Quatre semaines, c’est long lorsqu’on éprouve de l’anxiété face à l’imprévu et la nouveauté, mais c’est aussi très court pour une expérience de vie. J’ai lu quelque part que pour parvenir à un changement sur nos doutes, il faudrait lâcher prise et consentir à accepter une part d’inconnu. Franchement, j’aimerais les voir, les psychanalystes de l’article, assis dans la même voiture que moi. Ma pilote à un profil plus proche d’Harley Quinn[2] que n’importe quel être humain avec un cerveau fonctionnel.
Qu’est-ce qui ne tourne pas rond chez moi pour m’être liée d’amitié avec une personne vivant à l'autre bout du monde avec si peu de sens moral ?
Maintenant que nous quittons la ville, le décor change. L’autoroute nous offre un contraste frappant, délaissant les immeubles de grandes hauteurs pour des collines vallonées et verdoyantes. J’aperçois des propriétés luxueuses longer les routes que nous serpentons dans un cadre plus naturel et sauvage. Au loin, la baie de San Francisco se sculpte à l’horizon, ciselant la pointe d’une falaise rocheuse où je devine la mer s’y écraser sur le récif.
Nous nous arrêtons à la plage et sortons admirer la vue. Il y a du vent à décorner les bœufs mais le panorama offre une étendue d’eau surplombée de montagnes noires. Les vagues y sont énormes et paraissent constituer le paradis des surfeurs. Je sors mon appareil photo et prends quelques clichés, semblables à la carte postale accrochée dans ma chambre. Bien sûr que je l’ai gardé sa carte. Discuter avec Elly, c’est vivre mille vies rassemblées dans quelques lignes.
Elle est extraordinaire.
— Si l'on veut pouvoir tout faire, on ne peut pas s'attarder mais je tenais à ce que tu vois cet endroit.
— C'est magnifique, accordé-je d’un air rêveur.

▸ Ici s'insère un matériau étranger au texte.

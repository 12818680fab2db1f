use hof_core::error::CoreError;
use hof_core::pagination::MAX_SCAN_LIMIT;
use hof_core::selection::ScoringPolicy;
use hof_core::similarity::{DistanceMetric, ScanOptions, DEFAULT_THRESHOLD};

use crate::auth::jwt::JwtConfig;

/// Server configuration loaded from environment variables.
///
/// All fields except the JWT secret have defaults suitable for local
/// development. In production, override via environment variables.
#[derive(Debug, Clone)]
pub struct ServerConfig {
    /// Bind address (default: `0.0.0.0`).
    pub host: String,
    /// Bind port (default: `3000`).
    pub port: u16,
    /// Allowed CORS origins, parsed from comma-separated `CORS_ORIGINS` env var.
    pub cors_origins: Vec<String>,
    /// HTTP request timeout in seconds (default: `30`).
    pub request_timeout_secs: u64,
    /// Upper bound on draining in-flight requests after a shutdown signal.
    pub shutdown_timeout_secs: u64,
    /// Bearer token verification settings.
    pub jwt: JwtConfig,
    /// Selector and duplicate-detector tuning.
    pub engine: EngineConfig,
}

/// Tuning for the discovery and deduplication engine.
#[derive(Debug, Clone)]
pub struct EngineConfig {
    /// Maximum distance for a pair to be reported as a duplicate candidate.
    pub similarity_threshold: f64,
    pub similarity_metric: DistanceMetric,
    /// Ceiling on `limit` for one duplicate scan request.
    pub duplicate_scan_max_limit: i64,
    /// Anti-repeat window applied when a request omits `view_max_age_days`.
    pub default_view_max_age_days: u32,
    pub scoring: ScoringPolicy,
}

impl Default for EngineConfig {
    fn default() -> Self {
        Self {
            similarity_threshold: DEFAULT_THRESHOLD,
            similarity_metric: DistanceMetric::default(),
            duplicate_scan_max_limit: MAX_SCAN_LIMIT,
            default_view_max_age_days: 30,
            scoring: ScoringPolicy::default(),
        }
    }
}

impl EngineConfig {
    /// Load engine settings from environment variables with defaults.
    ///
    /// | Env Var                     | Default   |
    /// |-----------------------------|-----------|
    /// | `SIMILARITY_THRESHOLD`      | `0.05`    |
    /// | `SIMILARITY_METRIC`         | `cosine`  |
    /// | `DUPLICATE_SCAN_MAX_LIMIT`  | `500`     |
    /// | `DEFAULT_VIEW_MAX_AGE_DAYS` | `30`      |
    /// | `TRENDING_WINDOW_DAYS`      | `7`       |
    /// | `RECENT_HALF_LIFE_DAYS`     | `14`      |
    /// | `ARCHEOLOGIST_MIN_AGE_DAYS` | `90`      |
    /// | `POPULAR_SMOOTHING`         | `1.0`     |
    ///
    /// # Panics
    ///
    /// Panics if a variable does not parse or the resulting settings are
    /// out of range. Misconfiguration should fail at startup.
    pub fn from_env() -> Self {
        let defaults = Self::default();

        let config = Self {
            similarity_threshold: env_or("SIMILARITY_THRESHOLD", defaults.similarity_threshold),
            similarity_metric: env_or("SIMILARITY_METRIC", defaults.similarity_metric),
            duplicate_scan_max_limit: env_or(
                "DUPLICATE_SCAN_MAX_LIMIT",
                defaults.duplicate_scan_max_limit,
            ),
            default_view_max_age_days: env_or(
                "DEFAULT_VIEW_MAX_AGE_DAYS",
                defaults.default_view_max_age_days,
            ),
            scoring: ScoringPolicy {
                trending_window_days: env_or(
                    "TRENDING_WINDOW_DAYS",
                    defaults.scoring.trending_window_days,
                ),
                recent_half_life_days: env_or(
                    "RECENT_HALF_LIFE_DAYS",
                    defaults.scoring.recent_half_life_days,
                ),
                archeologist_min_age_days: env_or(
                    "ARCHEOLOGIST_MIN_AGE_DAYS",
                    defaults.scoring.archeologist_min_age_days,
                ),
                popular_smoothing: env_or("POPULAR_SMOOTHING", defaults.scoring.popular_smoothing),
            },
        };

        if let Err(e) = config.validate() {
            panic!("Invalid engine configuration: {e}");
        }
        config
    }

    pub fn validate(&self) -> Result<(), CoreError> {
        self.scoring.validate()?;
        self.scan_options(self.similarity_threshold, None).validate()?;
        if self.duplicate_scan_max_limit < 1 {
            return Err(CoreError::Validation(format!(
                "Duplicate scan limit must be at least 1, got {}",
                self.duplicate_scan_max_limit
            )));
        }
        Ok(())
    }

    /// Scan options for the configured metric at the given threshold.
    pub fn scan_options(&self, threshold: f64, limit: Option<usize>) -> ScanOptions {
        ScanOptions {
            threshold,
            metric: self.similarity_metric,
            prune: true,
            limit,
        }
    }
}

impl ServerConfig {
    /// Load configuration from environment variables with defaults.
    ///
    /// | Env Var                | Default                    |
    /// |------------------------|----------------------------|
    /// | `HOST`                 | `0.0.0.0`                  |
    /// | `PORT`                 | `3000`                     |
    /// | `CORS_ORIGINS`         | `http://localhost:5173`    |
    /// | `REQUEST_TIMEOUT_SECS` | `30`                       |
    /// | `SHUTDOWN_TIMEOUT_SECS`| `30`                       |
    ///
    /// See [`JwtConfig::from_env`] and [`EngineConfig::from_env`] for the rest.
    pub fn from_env() -> Self {
        let host = std::env::var("HOST").unwrap_or_else(|_| "0.0.0.0".into());

        let port: u16 = std::env::var("PORT")
            .unwrap_or_else(|_| "3000".into())
            .parse()
            .expect("PORT must be a valid u16");

        let cors_origins: Vec<String> = std::env::var("CORS_ORIGINS")
            .unwrap_or_else(|_| "http://localhost:5173".into())
            .split(',')
            .map(|s| s.trim().to_string())
            .filter(|s| !s.is_empty())
            .collect();

        let request_timeout_secs: u64 = std::env::var("REQUEST_TIMEOUT_SECS")
            .unwrap_or_else(|_| "30".into())
            .parse()
            .expect("REQUEST_TIMEOUT_SECS must be a valid u64");

        let shutdown_timeout_secs: u64 = std::env::var("SHUTDOWN_TIMEOUT_SECS")
            .unwrap_or_else(|_| "30".into())
            .parse()
            .expect("SHUTDOWN_TIMEOUT_SECS must be a valid u64");

        Self {
            host,
            port,
            cors_origins,
            request_timeout_secs,
            shutdown_timeout_secs,
            jwt: JwtConfig::from_env(),
            engine: EngineConfig::from_env(),
        }
    }
}

/// Parse `name` from the environment, falling back to `default` when unset.
fn env_or<T>(name: &str, default: T) -> T
where
    T: std::str::FromStr,
    T::Err: std::fmt::Display,
{
    match std::env::var(name) {
        Ok(raw) => raw
            .trim()
            .parse()
            .unwrap_or_else(|e| panic!("{name} has an invalid value '{raw}': {e}")),
        Err(_) => default,
    }
}
//! JWT access-token generation and validation.
//!
//! Access tokens are HS256-signed JWTs containing a [`Claims`] payload. The
//! account service issues them; this server only verifies them, and uses
//! [`generate_access_token`] for tooling and tests.

use hof_core::types::DbId;
use jsonwebtoken::{decode, encode, DecodingKey, EncodingKey, Header, Validation};
use serde::{Deserialize, Serialize};
use uuid::Uuid;

/// JWT claims embedded in every access token.
#[derive(Debug, Serialize, Deserialize, Clone)]
pub struct Claims {
    /// Subject -- the creator's internal database id.
    pub sub: DbId,
    /// The creator's role name (e.g. `"creator"`, `"moderator"`).
    pub role: String,
    /// Expiration time (UTC Unix timestamp).
    pub exp: i64,
    /// Issued-at time (UTC Unix timestamp).
    pub iat: i64,
    /// Unique token identifier (UUID v4).
    pub jti: String,
}

/// Configuration for JWT token generation and validation.
#[derive(Debug, Clone)]
pub struct JwtConfig {
    /// HMAC-SHA256 secret used to sign and verify tokens.
    pub secret: String,
    /// Access token lifetime in minutes (default: 15).
    pub access_token_expiry_mins: i64,
}

const DEFAULT_ACCESS_EXPIRY_MINS: i64 = 15;

impl JwtConfig {
    /// Load JWT configuration from environment variables.
    ///
    /// | Env Var                    | Required | Default |
    /// |----------------------------|----------|---------|
    /// | `JWT_SECRET`               | **yes**  | --      |
    /// | `JWT_ACCESS_EXPIRY_MINS`   | no       | `15`    |
    ///
    /// # Panics
    ///
    /// Panics if `JWT_SECRET` is not set or is empty.
    pub fn from_env() -> Self {
        let secret =
            std::env::var("JWT_SECRET").expect("JWT_SECRET must be set in the environment");
        assert!(!secret.is_empty(), "JWT_SECRET must not be empty");

        let access_token_expiry_mins: i64 = std::env::var("JWT_ACCESS_EXPIRY_MINS")
            .unwrap_or_else(|_| DEFAULT_ACCESS_EXPIRY_MINS.to_string())
            .parse()
            .expect("JWT_ACCESS_EXPIRY_MINS must be a valid i64");

        Self {
            secret,
            access_token_expiry_mins,
        }
    }
}

/// Generate an HS256 access token for the given creator.
///
/// No route issues tokens; production tokens come from the account service.
/// This exists for local tooling and the integration tests in `tests/`,
/// which cannot see `#[cfg(test)]` items and so need it public.
pub fn generate_access_token(
    creator_id: DbId,
    role: &str,
    config: &JwtConfig,
) -> Result<String, jsonwebtoken::errors::Error> {
    let now = chrono::Utc::now().timestamp();
    let exp = now + config.access_token_expiry_mins * 60;

    let claims = Claims {
        sub: creator_id,
        role: role.to_string(),
        exp,
        iat: now,
        jti: Uuid::new_v4().to_string(),
    };

    encode(
        &Header::default(), // HS256
        &claims,
        &EncodingKey::from_secret(config.secret.as_bytes()),
    )
}

/// Validate and decode an access token, returning the embedded [`Claims`].
///
/// Validates the signature and expiration.
pub fn validate_token(
    token: &str,
    config: &JwtConfig,
) -> Result<Claims, jsonwebtoken::errors::Error> {
    let token_data = decode::<Claims>(
        token,
        &DecodingKey::from_secret(config.secret.as_bytes()),
        &Validation::default(), // HS256, validates exp
    )?;
    Ok(token_data.claims)
}
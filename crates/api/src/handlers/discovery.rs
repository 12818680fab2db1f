//! Handlers for serving screenshots to viewers.

use axum::extract::{Path, Query, State};
use axum::Json;
use chrono::Utc;
use hof_core::error::CoreError;
use hof_core::selection::{self, Candidate, Strategy, StrategyWeights};
use hof_core::types::DbId;
use hof_db::models::screenshot::Screenshot;
use hof_db::repositories::{ScreenshotRepo, SelectionRepo};
use serde::{Deserialize, Serialize};

use crate::error::{AppError, AppResult};
use crate::middleware::auth::OptionalViewer;
use crate::response::DataResponse;
use crate::state::AppState;

// ---------------------------------------------------------------------------
// Query parameters / responses
// ---------------------------------------------------------------------------

/// Per-strategy weights plus the anti-repeat window. Omitted weights are zero.
#[derive(Debug, Default, Deserialize)]
pub struct NextScreenshotQuery {
    pub random: Option<u32>,
    pub popular: Option<u32>,
    pub trending: Option<u32>,
    pub recent: Option<u32>,
    pub archeologist: Option<u32>,
    pub supporter: Option<u32>,
    pub view_max_age_days: Option<u32>,
}

impl NextScreenshotQuery {
    pub fn weights(&self) -> StrategyWeights {
        [
            (Strategy::Random, self.random),
            (Strategy::Popular, self.popular),
            (Strategy::Trending, self.trending),
            (Strategy::Recent, self.recent),
            (Strategy::Archeologist, self.archeologist),
            (Strategy::Supporter, self.supporter),
        ]
        .into_iter()
        .map(|(strategy, weight)| (strategy, weight.unwrap_or(0)))
        .collect()
    }
}

#[derive(Debug, Serialize)]
pub struct NextScreenshot {
    pub screenshot: Screenshot,
    /// Strategy that produced the screenshot (`random` after a fallback).
    pub strategy: Strategy,
    pub fell_back: bool,
}

// ---------------------------------------------------------------------------
// Handlers
// ---------------------------------------------------------------------------

/// GET /api/v1/screenshots/next
///
/// Pick the next screenshot for the (optional) viewer. Responds with
/// `{ "data": null }` when nothing is eligible.
pub async fn next_screenshot(
    State(state): State<AppState>,
    viewer: OptionalViewer,
    Query(query): Query<NextScreenshotQuery>,
) -> AppResult<Json<DataResponse<Option<NextScreenshot>>>> {
    let engine = &state.config.engine;
    let now = Utc::now();
    let view_max_age_days = query
        .view_max_age_days
        .unwrap_or(engine.default_view_max_age_days);

    let rows = SelectionRepo::eligible_pool(
        &state.pool,
        viewer.creator_id(),
        selection::seen_cutoff(now, view_max_age_days),
        engine.scoring.trending_since(now),
    )
    .await?;
    let candidates: Vec<Candidate> = rows.into_iter().map(Candidate::from).collect();

    let picked = selection::select(
        &query.weights(),
        &candidates,
        now,
        &engine.scoring,
        &mut rand::rng(),
    );
    let picked = match picked {
        Ok(picked) => picked,
        Err(CoreError::NoEligibleContent) => {
            tracing::debug!(viewer_id = ?viewer.creator_id(), "No eligible content");
            return Ok(Json(DataResponse { data: None }));
        }
        Err(e) => return Err(e.into()),
    };

    let screenshot = ScreenshotRepo::find_by_id(&state.pool, picked.screenshot_id)
        .await?
        .ok_or(AppError::Core(CoreError::NotFound {
            entity: "Screenshot",
            id: picked.screenshot_id,
        }))?;

    tracing::debug!(
        screenshot_id = screenshot.id,
        strategy = %picked.strategy,
        requested = %picked.requested_strategy,
        fell_back = picked.fell_back,
        pool_size = candidates.len(),
        "Screenshot selected",
    );

    Ok(Json(DataResponse {
        data: Some(NextScreenshot {
            screenshot,
            strategy: picked.strategy,
            fell_back: picked.fell_back,
        }),
    }))
}

/// GET /api/v1/screenshots/{id}
pub async fn get_screenshot(
    State(state): State<AppState>,
    Path(id): Path<DbId>,
) -> AppResult<Json<DataResponse<Screenshot>>> {
    let screenshot = ScreenshotRepo::find_by_id(&state.pool, id)
        .await?
        .ok_or(AppError::Core(CoreError::NotFound {
            entity: "Screenshot",
            id,
        }))?;
    Ok(Json(DataResponse { data: screenshot }))
}
//! Domain logic for the Hall of Fame discovery and deduplication engine.
//!
//! Everything here is pure: selection, similarity scanning and merge planning
//! operate on plain values so they can be exercised without a database.
//! Persistence lives in `hof-db`.

pub mod error;
pub mod merge;
pub mod merge_lock;
pub mod pagination;
pub mod roles;
pub mod selection;
pub mod similarity;
pub mod threshold_validation;
pub mod types;
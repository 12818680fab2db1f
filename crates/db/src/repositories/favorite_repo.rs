//! Repository for the `favorites` table.
//!
//! Both directions are idempotent: the counter only moves when a row is
//! actually inserted or deleted.

use hof_core::error::CoreError;
use hof_core::types::DbId;
use sqlx::PgPool;

use crate::error::StoreError;
use crate::models::engagement::Favorite;
use crate::repositories::view_repo::lock_screenshot;
use crate::repositories::BanRepo;

const COLUMNS: &str = "id, screenshot_id, creator_id, favorited_at";

pub struct FavoriteRepo;

impl FavoriteRepo {
    /// Favorite a screenshot. Returns `false` if it was already favorited.
    pub async fn add(
        pool: &PgPool,
        screenshot_id: DbId,
        creator_id: DbId,
    ) -> Result<bool, StoreError> {
        if BanRepo::is_creator_banned(pool, creator_id).await? {
            return Err(CoreError::Forbidden(format!("Creator {creator_id} is banned")).into());
        }

        let mut tx = pool.begin().await?;
        lock_screenshot(&mut tx, screenshot_id).await?;

        let inserted: Option<(DbId,)> = sqlx::query_as(
            "INSERT INTO favorites (screenshot_id, creator_id)
             VALUES ($1, $2)
             ON CONFLICT ON CONSTRAINT uq_favorites_screenshot_creator DO NOTHING
             RETURNING id",
        )
        .bind(screenshot_id)
        .bind(creator_id)
        .fetch_optional(&mut *tx)
        .await?;

        if inserted.is_some() {
            sqlx::query("UPDATE screenshots SET favorites_count = favorites_count + 1 WHERE id = $1")
                .bind(screenshot_id)
                .execute(&mut *tx)
                .await?;
        }

        tx.commit().await?;
        Ok(inserted.is_some())
    }

    /// Remove a favorite. Returns `false` if there was none.
    pub async fn remove(
        pool: &PgPool,
        screenshot_id: DbId,
        creator_id: DbId,
    ) -> Result<bool, StoreError> {
        let mut tx = pool.begin().await?;
        lock_screenshot(&mut tx, screenshot_id).await?;

        let result = sqlx::query("DELETE FROM favorites WHERE screenshot_id = $1 AND creator_id = $2")
            .bind(screenshot_id)
            .bind(creator_id)
            .execute(&mut *tx)
            .await?;
        let removed = result.rows_affected() > 0;

        if removed {
            sqlx::query(
                "UPDATE screenshots SET favorites_count = GREATEST(favorites_count - 1, 0)
                 WHERE id = $1",
            )
            .bind(screenshot_id)
            .execute(&mut *tx)
            .await?;
        }

        tx.commit().await?;
        Ok(removed)
    }

    pub async fn list_for_screenshot(
        pool: &PgPool,
        screenshot_id: DbId,
    ) -> Result<Vec<Favorite>, sqlx::Error> {
        let query = format!("SELECT {COLUMNS} FROM favorites WHERE screenshot_id = $1 ORDER BY id");
        sqlx::query_as::<_, Favorite>(&query)
            .bind(screenshot_id)
            .fetch_all(pool)
            .await
    }
}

Nous restons encore quelques minutes dans cette atmosphère saturée de sable, puis reprenons le trajet. Notre périple continue en effectuant le prochain arrêt au Beachside Coffee Bar & Kitchen. Ce brunch me régale rien qu'à l'odeur ! Je ne m'étais pas rendu compte de ma faim jusqu'à l'arrivée de cette assiette de bacon, avocat, comté et œufs brouillés.
Cliché du plat.
Cliché de la vitrine de gros cookies, cheesecakes, donuts et autres douceurs hors normes.
Cliché du cadre.
Je n’arrête plus les photos.
Tout me paraît tellement important à rapporter en France. J’aurais adoré détenir le pouvoir d’y ramener un échantillon de l’odeur de la Californie, le bruit de la vie américaine et le goût du rêve qui l’accompagne.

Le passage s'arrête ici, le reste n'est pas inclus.